**DATA TO EXAMINE:**
▼▼▼

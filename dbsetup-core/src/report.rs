//! Aggregation of execution outcomes and the process-level run status.

use crate::error::DbSetupError;
use crate::models::ExecutionOutcome;
use chrono::{DateTime, Utc};
use serde::{Deserialize, Serialize};

/// Aggregate result of one batch.
#[derive(Debug, Clone, PartialEq, Eq, Serialize, Deserialize)]
pub struct ExecutionSummary {
    /// Per-file outcomes in execution order
    pub outcomes: Vec<ExecutionOutcome>,
    /// Files that committed
    pub succeeded: usize,
    /// Files that failed
    pub failed: usize,
    /// When the batch started
    pub started_at: DateTime<Utc>,
    /// When the summary was produced
    pub finished_at: DateTime<Utc>,
}

impl ExecutionSummary {
    /// Number of files run.
    pub fn total(&self) -> usize {
        self.outcomes.len()
    }

    /// Failed outcomes in execution order.
    pub fn failures(&self) -> impl Iterator<Item = &ExecutionOutcome> {
        self.outcomes.iter().filter(|outcome| !outcome.success)
    }

    /// Wall-clock duration of the batch in milliseconds.
    pub fn duration_ms(&self) -> u64 {
        self.finished_at
            .signed_duration_since(self.started_at)
            .num_milliseconds()
            .try_into()
            .unwrap_or(0)
    }

    /// Run status for this batch.
    pub fn status(&self) -> RunStatus {
        if self.outcomes.is_empty() {
            RunStatus::NothingToRun
        } else if self.failed > 0 {
            RunStatus::CompletedWithFailures
        } else {
            RunStatus::Succeeded
        }
    }

    /// Serializes the summary as pretty-printed JSON.
    ///
    /// # Errors
    /// Returns a serialization error if encoding fails.
    pub fn to_json(&self) -> crate::Result<String> {
        serde_json::to_string_pretty(self).map_err(|e| DbSetupError::Serialization {
            context: "Execution summary serialization".to_string(),
            source: e,
        })
    }
}

/// Counts successes and failures. Pure; the outcomes keep their order.
pub fn summarize(outcomes: Vec<ExecutionOutcome>, started_at: DateTime<Utc>) -> ExecutionSummary {
    let succeeded = outcomes.iter().filter(|outcome| outcome.success).count();
    let failed = outcomes.len().saturating_sub(succeeded);
    ExecutionSummary {
        outcomes,
        succeeded,
        failed,
        started_at,
        finished_at: Utc::now(),
    }
}

/// Process-level result of a run.
#[derive(Debug, Clone, Copy, PartialEq, Eq, Serialize, Deserialize)]
#[serde(rename_all = "snake_case")]
pub enum RunStatus {
    /// Every file committed
    Succeeded,
    /// The filter selected no files
    NothingToRun,
    /// Configuration, rule or connection failure; no file was touched
    SetupFailed,
    /// The batch ran and at least one file failed
    CompletedWithFailures,
}

impl RunStatus {
    /// Process exit code.
    pub const fn exit_code(self) -> i32 {
        match self {
            Self::Succeeded | Self::NothingToRun => 0,
            Self::SetupFailed => 1,
            Self::CompletedWithFailures => 2,
        }
    }
}

impl std::fmt::Display for RunStatus {
    fn fmt(&self, f: &mut std::fmt::Formatter<'_>) -> std::fmt::Result {
        let text = match self {
            Self::Succeeded => "all files executed successfully",
            Self::NothingToRun => "no SQL files to execute",
            Self::SetupFailed => "setup failed; no files executed",
            Self::CompletedWithFailures => "completed with failures",
        };
        f.write_str(text)
    }
}
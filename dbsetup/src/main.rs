//! dbsetup: run the SQL migrations of a FiveM server for its framework.

use clap::Parser;
use dbsetup::{Cli, execute_cli};
use dbsetup_core::logging::init_logging;

#[tokio::main]
async fn main() {
    // A missing .env file is fine; explicit flags and the process env still apply.
    dotenvy::dotenv().ok();
    let cli = Cli::parse();

    if let Err(e) = init_logging(cli.global.verbose, cli.global.quiet) {
        eprintln!("Error: {}", e);
        std::process::exit(1);
    }

    let status = execute_cli(&cli).await;
    std::process::exit(status.exit_code());
}
//! Sequential execution of SQL files, one transaction per file.
//!
//! # Module Structure
//! - `mysql`: [`SqlConnection`] backed by a single sqlx MySQL connection
//!   (feature `mysql`)
//!
//! A file's content is split on `;`, fragments are trimmed and empty ones
//! dropped, and each remaining fragment runs as one statement in textual
//! order. The transaction commits only if every statement succeeded and is
//! rolled back explicitly otherwise. A failed file never stops the batch.
//!
//! Splitting is textual: a `;` inside a string literal, comment or stored
//! routine body splits the statement as well.

#[cfg(feature = "mysql")]
pub mod mysql;

#[cfg(feature = "mysql")]
pub use mysql::MySqlSession;

use crate::Result;
use crate::error::DbSetupError;
use crate::filter::PlannedFile;
use crate::models::{ExecutionOutcome, Framework, SqlFile};
use async_trait::async_trait;
use std::time::Instant;
use tracing::{debug, error, info, warn};

/// Statement delimiter.
pub const STATEMENT_DELIMITER: char = ';';

/// A single database connection able to run raw statements in a transaction.
///
/// # Object Safety
/// This trait is object-safe, so the executor works with
/// `&mut dyn SqlConnection` and tests can substitute an in-memory recorder.
#[async_trait]
pub trait SqlConnection: Send {
    /// Starts a transaction.
    ///
    /// # Errors
    /// Returns a transaction error if the server rejects it.
    async fn begin(&mut self) -> Result<()>;

    /// Runs one statement inside the current transaction.
    ///
    /// # Errors
    /// Returns the driver's message for a failing statement.
    async fn execute(&mut self, statement: &str) -> Result<()>;

    /// Commits the current transaction.
    ///
    /// # Errors
    /// Returns a transaction error if the commit fails.
    async fn commit(&mut self) -> Result<()>;

    /// Rolls back the current transaction.
    ///
    /// # Errors
    /// Returns a transaction error if the rollback fails.
    async fn rollback(&mut self) -> Result<()>;

    /// Closes the connection. Further calls fail.
    ///
    /// # Errors
    /// Returns a connection error if the shutdown handshake fails.
    async fn close(&mut self) -> Result<()>;
}

/// Splits SQL text into trimmed, non-empty statements.
pub fn split_statements(sql: &str) -> Vec<&str> {
    sql.split(STATEMENT_DELIMITER)
        .map(str::trim)
        .filter(|statement| !statement.is_empty())
        .collect()
}

/// Executes one file in its own transaction.
///
/// Returns `None` on success and the error message otherwise.
pub async fn execute_file(file: &SqlFile, conn: &mut dyn SqlConnection) -> Option<String> {
    run_file(file, conn).await.err().map(|e| e.to_string())
}

async fn run_file(file: &SqlFile, conn: &mut dyn SqlConnection) -> Result<usize> {
    let content = file.content().map_err(|e| {
        DbSetupError::io(format!("Failed to read {}", file.relative_path()), e)
    })?;
    let statements = split_statements(content);

    conn.begin().await?;

    let mut executed: usize = 0;
    for statement in &statements {
        let index = executed.saturating_add(1);
        if let Err(e) = conn.execute(statement).await {
            rollback_quietly(conn, file).await;
            return Err(match e {
                DbSetupError::Statement { message, .. } => {
                    DbSetupError::statement_failed(index, message)
                }
                other => DbSetupError::statement_failed(index, other.to_string()),
            });
        }
        executed = index;
    }

    if let Err(e) = conn.commit().await {
        rollback_quietly(conn, file).await;
        return Err(e);
    }

    Ok(executed)
}

async fn rollback_quietly(conn: &mut dyn SqlConnection, file: &SqlFile) {
    if let Err(e) = conn.rollback().await {
        warn!("Rollback of {} failed: {}", file.relative_path(), e);
    }
}

/// Executes one planned file and records the outcome.
pub async fn execute_planned(
    planned: &PlannedFile,
    conn: &mut dyn SqlConnection,
) -> ExecutionOutcome {
    let framework = planned.classification.unwrap_or(Framework::Other);
    let path = planned.file.relative_path();
    let started = Instant::now();

    let outcome = match run_file(&planned.file, conn).await {
        Ok(statements) => {
            info!("Executed {} ({} statements)", path, statements);
            ExecutionOutcome::succeeded(path, framework).with_statements(statements)
        }
        Err(e) => {
            error!("Failed {}: {}", path, e);
            let succeeded = match &e {
                DbSetupError::Statement { index, .. } => index.saturating_sub(1),
                _ => 0,
            };
            ExecutionOutcome::failed(path, framework, e.to_string()).with_statements(succeeded)
        }
    };

    let elapsed_ms = u64::try_from(started.elapsed().as_millis()).unwrap_or(u64::MAX);
    outcome.with_duration_ms(elapsed_ms)
}

/// Progress notification emitted by [`execute_batch`].
#[derive(Debug, Clone, Copy)]
pub enum ProgressEvent<'a> {
    /// A file is about to run
    Started {
        /// Zero-based position in the batch
        index: usize,
        /// Batch size
        total: usize,
        /// Relative path of the file
        path: &'a str,
    },
    /// A file has finished
    Finished {
        /// Zero-based position in the batch
        index: usize,
        /// Batch size
        total: usize,
        /// Result for the file
        outcome: &'a ExecutionOutcome,
    },
}

impl ProgressEvent<'_> {
    /// Share of the batch completed, 0 to 100.
    pub fn percent(&self) -> u8 {
        let (done, total) = match *self {
            Self::Started { index, total, .. } => (index, total),
            Self::Finished { index, total, .. } => (index.saturating_add(1), total),
        };
        let percent = done
            .saturating_mul(100)
            .checked_div(total)
            .unwrap_or(100)
            .min(100);
        u8::try_from(percent).unwrap_or(100)
    }
}

/// Runs every file strictly in order and closes the connection afterwards.
///
/// Returns one outcome per file, in input order. A close failure is logged;
/// it does not change any outcome.
pub async fn execute_batch<F>(
    conn: &mut dyn SqlConnection,
    files: &[PlannedFile],
    mut on_progress: F,
) -> Vec<ExecutionOutcome>
where
    F: FnMut(ProgressEvent<'_>) + Send,
{
    let total = files.len();
    let mut outcomes = Vec::with_capacity(total);

    for (index, planned) in files.iter().enumerate() {
        on_progress(ProgressEvent::Started {
            index,
            total,
            path: planned.file.relative_path(),
        });
        let outcome = execute_planned(planned, conn).await;
        on_progress(ProgressEvent::Finished {
            index,
            total,
            outcome: &outcome,
        });
        outcomes.push(outcome);
    }

    if let Err(e) = conn.close().await {
        warn!("Closing the database connection failed: {}", e);
    } else {
        debug!("Database connection closed");
    }

    outcomes
}
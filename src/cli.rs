use clap::Parser;
use std::path::PathBuf;

#[derive(Parser, Debug)]
#[command(author, version, about)]
pub struct Cli {
    /// Input .lexemes file; its directory is searched first
    pub input: PathBuf,

    /// Definition file name to look for (default: `<input stem>.txt`)
    #[arg(long)]
    pub definitions: Option<String>,

    /// Print the loaded table as pretty JSON instead of a text summary
    #[arg(long)]
    pub dump: bool,
}
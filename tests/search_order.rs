//! Search-order scenarios for the definition file resolver, run against
//! real directories.

use lexdef::resolver::{SearchSource, resolve};
use std::fs;
use std::path::{Path, PathBuf};
use tempfile::TempDir;

const FILE_NAME: &str = "TestDomain.txt";

struct Dirs {
    _root: TempDir,
    input: PathBuf,
    current: PathBuf,
    env: PathBuf,
    exe: PathBuf,
}

/// Four empty candidate directories under one temp root.
fn dirs() -> Dirs {
    let root = TempDir::new().unwrap();
    let mk = |name: &str| {
        let dir = root.path().join(name);
        fs::create_dir(&dir).unwrap();
        dir
    };
    Dirs {
        input: mk("input"),
        current: mk("current"),
        env: mk("env"),
        exe: mk("exec"),
        _root: root,
    }
}

fn place(dir: &Path) {
    fs::write(dir.join(FILE_NAME), "'PREFIX' = :97;\n").unwrap();
}

#[test]
fn input_directory_wins_over_everything() {
    let d = dirs();
    for dir in [&d.input, &d.current, &d.env, &d.exe] {
        place(dir);
    }

    let hit = resolve(
        FILE_NAME,
        &d.input.join("test.lexemes"),
        &d.current,
        Some(&d.env),
        Some(&d.exe),
    )
    .expect("file present everywhere");

    assert_eq!(hit.source, SearchSource::InputDir);
    assert_eq!(hit.directory, d.input);
    assert_eq!(hit.path, d.input.join(FILE_NAME));
}

#[test]
fn falls_back_to_current_directory() {
    let d = dirs();
    place(&d.current);
    place(&d.env);
    place(&d.exe);

    let hit = resolve(
        FILE_NAME,
        &d.input.join("test.lexemes"),
        &d.current,
        Some(&d.env),
        Some(&d.exe),
    )
    .unwrap();

    assert_eq!(hit.source, SearchSource::CurrentDir);
    assert_eq!(hit.directory, d.current);
}

#[test]
fn falls_back_to_env_directory() {
    let d = dirs();
    place(&d.env);
    place(&d.exe);

    let hit = resolve(
        FILE_NAME,
        &d.input.join("test.lexemes"),
        &d.current,
        Some(&d.env),
        Some(&d.exe),
    )
    .unwrap();

    assert_eq!(hit.source, SearchSource::EnvDir);
    assert_eq!(hit.directory, d.env);
}

#[test]
fn falls_back_to_executable_directory() {
    let d = dirs();
    place(&d.exe);

    let hit = resolve(
        FILE_NAME,
        &d.input.join("test.lexemes"),
        &d.current,
        Some(&d.env),
        Some(&d.exe),
    )
    .unwrap();

    assert_eq!(hit.source, SearchSource::ExeDir);
    assert_eq!(hit.directory, d.exe);
}

#[test]
fn miss_everywhere_is_none() {
    let d = dirs();

    let hit = resolve(
        FILE_NAME,
        &d.input.join("test.lexemes"),
        &d.current,
        Some(&d.env),
        Some(&d.exe),
    );

    assert_eq!(hit, None);
}

#[test]
fn nonexistent_env_directory_is_skipped() {
    let d = dirs();
    // the env path does not exist on disk, so even a hit there can't count
    let ghost = d.env.join("missing");
    place(&d.exe);

    let hit = resolve(
        FILE_NAME,
        &d.input.join("test.lexemes"),
        &d.current,
        Some(&ghost),
        Some(&d.exe),
    )
    .unwrap();

    assert_eq!(hit.source, SearchSource::ExeDir);
}

#[test]
fn bare_input_path_contributes_no_directory() {
    let d = dirs();
    place(&d.current);

    // input path with no directory component: search starts at the cwd
    let hit = resolve(
        FILE_NAME,
        Path::new("test.lexemes"),
        &d.current,
        None,
        None,
    )
    .unwrap();

    assert_eq!(hit.source, SearchSource::CurrentDir);
}

#[test]
fn matched_file_is_loadable() {
    let d = dirs();
    place(&d.input);

    let hit = resolve(
        FILE_NAME,
        &d.input.join("test.lexemes"),
        &d.current,
        None,
        None,
    )
    .unwrap();

    let table = lexdef::table::DefinitionTable::load(&hit.path).unwrap();
    assert_eq!(table.name_of(151), Some("PREFIX"));
}
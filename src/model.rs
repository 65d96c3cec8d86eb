//! Core data types shared by the parser, resolver and table.

use serde::Serialize;
use thiserror::Error;

/// One parsed entry of a lexeme name definition file.
///
/// Built transiently per line and immutable afterwards; the
/// `DefinitionTable` keeps them keyed by `code`.
#[derive(Debug, Clone, PartialEq, Eq, Serialize)]
pub struct LexemeDefinition {
    /// Identifier for the lexeme. Quoted names arrive with the quotes
    /// already stripped; the content between them is kept verbatim.
    pub name: String,
    /// Numeric lexeme code, written as hexadecimal in the source text.
    pub code: u32,
    /// Optional trailing classifier, e.g. a data-type name.
    pub type_tag: Option<String>,
}

/// Why a single definition line failed to parse.
#[derive(Debug, Clone, PartialEq, Eq, Error)]
pub enum ParseFailure {
    /// The line does not match the definition grammar at all.
    #[error("malformed definition line: `{line}`")]
    Malformed { line: String },
    /// The hex digit run is valid but too large for a 32-bit code.
    #[error("lexeme code `:{digits}` does not fit in 32 bits")]
    NumberOutOfRange { digits: String },
}
fn main() -> anyhow::Result<()> {
    lexdef::run()
}
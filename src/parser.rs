//! Line parser for lexeme name definition files.
//!
//! One definition per line:
//!
//! ```text
//! large_unsigned_integer_number = :20b RATIONAL;
//! 'WORKING-STORAGE' = :2c4;
//! ```
//!
//! The name is either a bare token (no whitespace, no `=`) or a quoted
//! literal; the code is hexadecimal; the trailing type tag and the
//! terminating `;` are both optional.

use crate::model::{LexemeDefinition, ParseFailure};
use once_cell::sync::Lazy;
use regex::Regex;

// Quoted alternative first, so `'A B'` can never half-match as a bare token.
static LINE_RE: Lazy<Regex> = Lazy::new(|| {
    Regex::new(r"^\s*(?:'([^']+)'|([^=\s]+))\s*=\s*:([0-9A-Fa-f]+)(?:\s+([^;]+))?\s*;?\s*$")
        .expect("definition line pattern is valid")
});

/// Parse a single definition line. Pure; the line must not contain `\n`.
pub fn parse_line(line: &str) -> Result<LexemeDefinition, ParseFailure> {
    let malformed = || ParseFailure::Malformed {
        line: line.to_string(),
    };

    let caps = LINE_RE.captures(line).ok_or_else(malformed)?;

    // Exactly one of the name groups participates in any match.
    let name = caps
        .get(1)
        .or_else(|| caps.get(2))
        .map(|m| m.as_str().to_string())
        .ok_or_else(malformed)?;

    let digits = &caps[3];
    let code =
        u32::from_str_radix(digits, 16).map_err(|_| ParseFailure::NumberOutOfRange {
            digits: digits.to_string(),
        })?;

    // A whitespace-only tag segment means "no tag", not an empty tag.
    let type_tag = caps
        .get(4)
        .map(|m| m.as_str().trim())
        .filter(|tag| !tag.is_empty())
        .map(str::to_string);

    Ok(LexemeDefinition {
        name,
        code,
        type_tag,
    })
}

▲▲▲

**WORK ITEM:** What lines above contain the string "const"? Copy all of them.

**TASK RESPONSE:**
    pub const fn exit_code(self) -> i32 {
pub const STATEMENT_DELIMITER: char = ';';
const FILE_NAME: &str = "TestDomain.txt";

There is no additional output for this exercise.